Yeah. As a kid I don’t think I appreciated it as much as I do now looking back. I finished quite early and I think that’s more down to how I was being taught piano or even who I was being taught piano by. There was definitely that distinction between playing and writing. As a kid I’d never write music. It was more like “I’ve got to sit down and play the scale of b-minor for half an hour” it was much more of a technical exercise than an expressive one. Whereas now, looking back, you can see that is just a foundation to allow you to be able to express yourself – it’s like learning a language.
I recently went back to piano lessons again for a little while and got kind of obsessed with the structures of melody and, weirdly enough, the mathematics behind them. I know that sounds super dry but stuff like where you start in a scale and the numbers that correspond to that and how these patterns can lead you on to arriving at something impulsive. That kind of rigorous mathematical approach leads me on to making something, again, more impulsive or subconscious. It’s about harmony, not in the sense of music, but in how colors go together or ratios of space go together to make something harmonious. Then the exciting bit is when an element of randomness gets added into that…
I wanted to ask you about the artwork. I saw you characterise it as part of a continuing collaboration with photographer Benjamin Harrdeman. What do you mean by that?
It’s funny, it all happened completely remotely. I still haven’t met the guy in person. We talked online about his work and then how I could kind of edit for my own purposes. That started quite physically, stitching things together and cutting stuff out. It was a totally analog exercise. His photographs are utterly pristine so I wanted to kind of leave a human smudge on them. Corrupt or distort them, add imperfection. Then, the inner sleeve is made up of a collection of my scraps from all the notebooks I kept over the time I was making the album.
The way you talk about unseen, hard work ultimately leading to impulsive inspiration. It’s almost like those notebooks are the embodiment of that…

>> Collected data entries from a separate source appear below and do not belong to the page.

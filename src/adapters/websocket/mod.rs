//! WebSocket transport adapter.
//!
//! Exposes the exchange behind an axum WebSocket upgrade endpoint.
//!
//! # Architecture
//!
//! ```text
//! ┌──────────────────────────────────────────────────────────────┐
//! │  GET /report  (Upgrade: websocket)                           │
//! │     ws_handler ── on_upgrade ──► WebSocketConnection         │
//! └──────────────────────────────────────────────────────────────┘
//!                              │ Exchange::serve
//!                              ▼
//! ┌──────────────────────────────────────────────────────────────┐
//! │  connection task ── admit / evict ──► event loop             │
//! │        │                                  │                  │
//! │        └─ MessageHandler                  └─ broadcast writes│
//! └──────────────────────────────────────────────────────────────┘
//! ```
//!
//! # Components
//!
//! - [`connection`] - `Connection` port implementation over an axum socket
//! - [`handler`] - Upgrade handler and router

pub mod connection;
pub mod handler;

pub use connection::WebSocketConnection;
pub use handler::{websocket_router, ws_handler, WebSocketState};
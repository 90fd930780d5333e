//! Error types for the domain layer.

use thiserror::Error;

/// Errors raised when a domain value or transition is rejected.
#[derive(Debug, Clone, PartialEq, Eq, Error)]
pub enum ValidationError {
    #[error("Field '{field}' has invalid format: {reason}")]
    InvalidFormat { field: String, reason: String },
}

impl ValidationError {
    /// Creates an invalid format validation error.
    pub fn invalid_format(field: impl Into<String>, reason: impl Into<String>) -> Self {
        ValidationError::InvalidFormat {
            field: field.into(),
            reason: reason.into(),
        }
    }
}
//! The exchange's single serial worker.
//!
//! Owns the active [`Registry`] and applies admit, broadcast, evict and
//! shutdown events strictly one at a time in arrival order. Nothing else
//! holds the registry, so no lock guards it.
//!
//! ```text
//!   Exchange::publish ──┐
//!   connection tasks ───┼──► mpsc intake ──► EventLoop ──► Registry
//!   Exchange::stop ─────┘                        │
//!                                                └──► ExchangeObserver
//! ```

use std::sync::Arc;
use std::time::Duration;

use tokio::sync::{mpsc, oneshot};

use crate::domain::exchange::{
    EvictionReason, ExchangeError, ExchangeStatus, Registry, RejectedEvent, ShutdownSummary,
};
use crate::domain::foundation::{ConnectionId, StateMachine};
use crate::ports::{ConnectionHandle, ExchangeObserver};

/// Events submitted to the loop.
pub(crate) enum ExchangeEvent {
    /// Add a connection; the loop answers on `ack` once it is in the set.
    Admit {
        connection: ConnectionHandle,
        ack: oneshot::Sender<Result<(), ExchangeError>>,
    },
    /// Write a payload to every active connection.
    Broadcast(Vec<u8>),
    /// Remove a connection if it is still present.
    Evict(ConnectionId),
    /// Close everything, drain, and exit.
    Shutdown,
}

pub(crate) struct EventLoop {
    registry: Registry<ConnectionHandle>,
    status: ExchangeStatus,
    events: mpsc::Receiver<ExchangeEvent>,
    observer: Arc<dyn ExchangeObserver>,
    shutdown_grace: Duration,
}

impl EventLoop {
    pub(crate) fn new(
        events: mpsc::Receiver<ExchangeEvent>,
        observer: Arc<dyn ExchangeObserver>,
        shutdown_grace: Duration,
    ) -> Self {
        Self {
            registry: Registry::new(),
            status: ExchangeStatus::Running,
            events,
            observer,
            shutdown_grace,
        }
    }

    /// Process events until shutdown completes or every sender is gone.
    pub(crate) async fn run(mut self) -> ShutdownSummary {
        while let Some(event) = self.events.recv().await {
            match event {
                ExchangeEvent::Shutdown => return self.shutdown().await,
                event => self.dispatch(event).await,
            }
        }

        // Intake closed without an explicit stop.
        let closed = self.close_all().await;
        let forced = self.force_evict_remaining();
        self.transition(ExchangeStatus::Stopped);
        ShutdownSummary {
            closed,
            drained: 0,
            forced,
            remaining: self.registry.len(),
        }
    }

    /// Apply one event. Outside `Running` everything but eviction is
    /// rejected.
    async fn dispatch(&mut self, event: ExchangeEvent) {
        match event {
            ExchangeEvent::Evict(id) => {
                self.evict(&id, EvictionReason::ReadFailed);
            }
            event if !self.status.accepts_events() => self.reject(event).await,
            ExchangeEvent::Admit { connection, ack } => self.admit(connection, ack).await,
            ExchangeEvent::Broadcast(payload) => self.broadcast(&payload).await,
            // Intercepted by `run`.
            ExchangeEvent::Shutdown => {}
        }
    }

    async fn admit(
        &mut self,
        connection: ConnectionHandle,
        ack: oneshot::Sender<Result<(), ExchangeError>>,
    ) {
        let id = connection.id();
        if !self.registry.admit(id, connection.clone()) {
            // The live entry keeps the connection; the caller must not close it.
            self.observer.event_rejected(RejectedEvent::Admit);
            let _ = ack.send(Err(ExchangeError::AlreadyAdmitted));
            return;
        }
        self.observer.connection_admitted(&id, self.registry.len());

        if ack.send(Ok(())).is_err() {
            // The adapter is gone and will never report a read failure.
            self.registry.evict(&id);
            connection.close().await;
            self.observer.connection_evicted(
                &id,
                EvictionReason::AdmissionAbandoned,
                self.registry.len(),
            );
        }
    }

    async fn broadcast(&mut self, payload: &[u8]) {
        let mut failed = Vec::new();
        let mut delivered = 0;

        for (id, connection) in self.registry.iter() {
            match connection.write(payload).await {
                Ok(()) => delivered += 1,
                Err(e) => {
                    self.observer.write_failed(id, &e.to_string());
                    failed.push(*id);
                }
            }
        }

        for (id, connection) in self.registry.compact(&failed) {
            connection.close().await;
            self.observer
                .connection_evicted(&id, EvictionReason::WriteFailed, self.registry.len());
        }

        self.observer
            .broadcast_completed(payload.len(), delivered, failed.len());
    }

    fn evict(&mut self, id: &ConnectionId, reason: EvictionReason) -> bool {
        if self.registry.evict(id).is_none() {
            return false;
        }
        self.observer
            .connection_evicted(id, reason, self.registry.len());
        true
    }

    /// Close every active connection, then wait for their adapters to report
    /// back, bounded by the grace period.
    async fn shutdown(mut self) -> ShutdownSummary {
        self.transition(ExchangeStatus::Draining);
        let closed = self.close_all().await;
        let mut drained = 0;

        let deadline = tokio::time::sleep(self.shutdown_grace);
        tokio::pin!(deadline);

        while !self.registry.is_empty() {
            tokio::select! {
                event = self.events.recv() => match event {
                    Some(ExchangeEvent::Evict(id)) => {
                        if self.evict(&id, EvictionReason::ReadFailed) {
                            drained += 1;
                        }
                    }
                    Some(other) => self.dispatch(other).await,
                    None => break,
                },
                _ = &mut deadline => break,
            }
        }

        let forced = self.force_evict_remaining();
        self.transition(ExchangeStatus::Stopped);

        // Answer anything still queued so no admission waits forever.
        self.events.close();
        while let Ok(event) = self.events.try_recv() {
            if !matches!(event, ExchangeEvent::Evict(_)) {
                self.reject(event).await;
            }
        }

        ShutdownSummary {
            closed,
            drained,
            forced,
            remaining: self.registry.len(),
        }
    }

    async fn reject(&mut self, event: ExchangeEvent) {
        match event {
            ExchangeEvent::Admit { connection, ack } => {
                self.observer.event_rejected(RejectedEvent::Admit);
                if ack.send(Err(ExchangeError::Stopped)).is_err() {
                    connection.close().await;
                }
            }
            ExchangeEvent::Broadcast(_) => self.observer.event_rejected(RejectedEvent::Broadcast),
            ExchangeEvent::Shutdown => self.observer.event_rejected(RejectedEvent::Shutdown),
            ExchangeEvent::Evict(_) => {}
        }
    }

    async fn close_all(&self) -> usize {
        for (_, connection) in self.registry.iter() {
            connection.close().await;
        }
        self.registry.len()
    }

    fn force_evict_remaining(&mut self) -> usize {
        let remaining = self.registry.drain();
        for (id, _) in &remaining {
            self.observer
                .connection_evicted(id, EvictionReason::ShutdownForced, 0);
        }
        remaining.len()
    }

    fn transition(&mut self, target: ExchangeStatus) {
        if let Ok(next) = self.status.transition_to(target) {
            self.observer.status_changed(self.status, next);
            self.status = next;
        }
    }
}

Yeah, that’s what the inner sleeve holds. It doesn’t have any lyrics that made the album. It’s a collection of songs that will never see the light of day. I think it was important for me to show the process on a personal level. My dad used to always say to me that the real joy in anything was in the process. I suppose, when you make something, the most exciting part is that minute where you figure it out. Before anyone else even knows or hears about it. It’s those moments that keep me making music and as soon as you release it, or even play it for anyone, it’s not really yours anymore. I think that’s why I hold onto the off-cuts, they are the only bits of the process that are still truly mine in a way.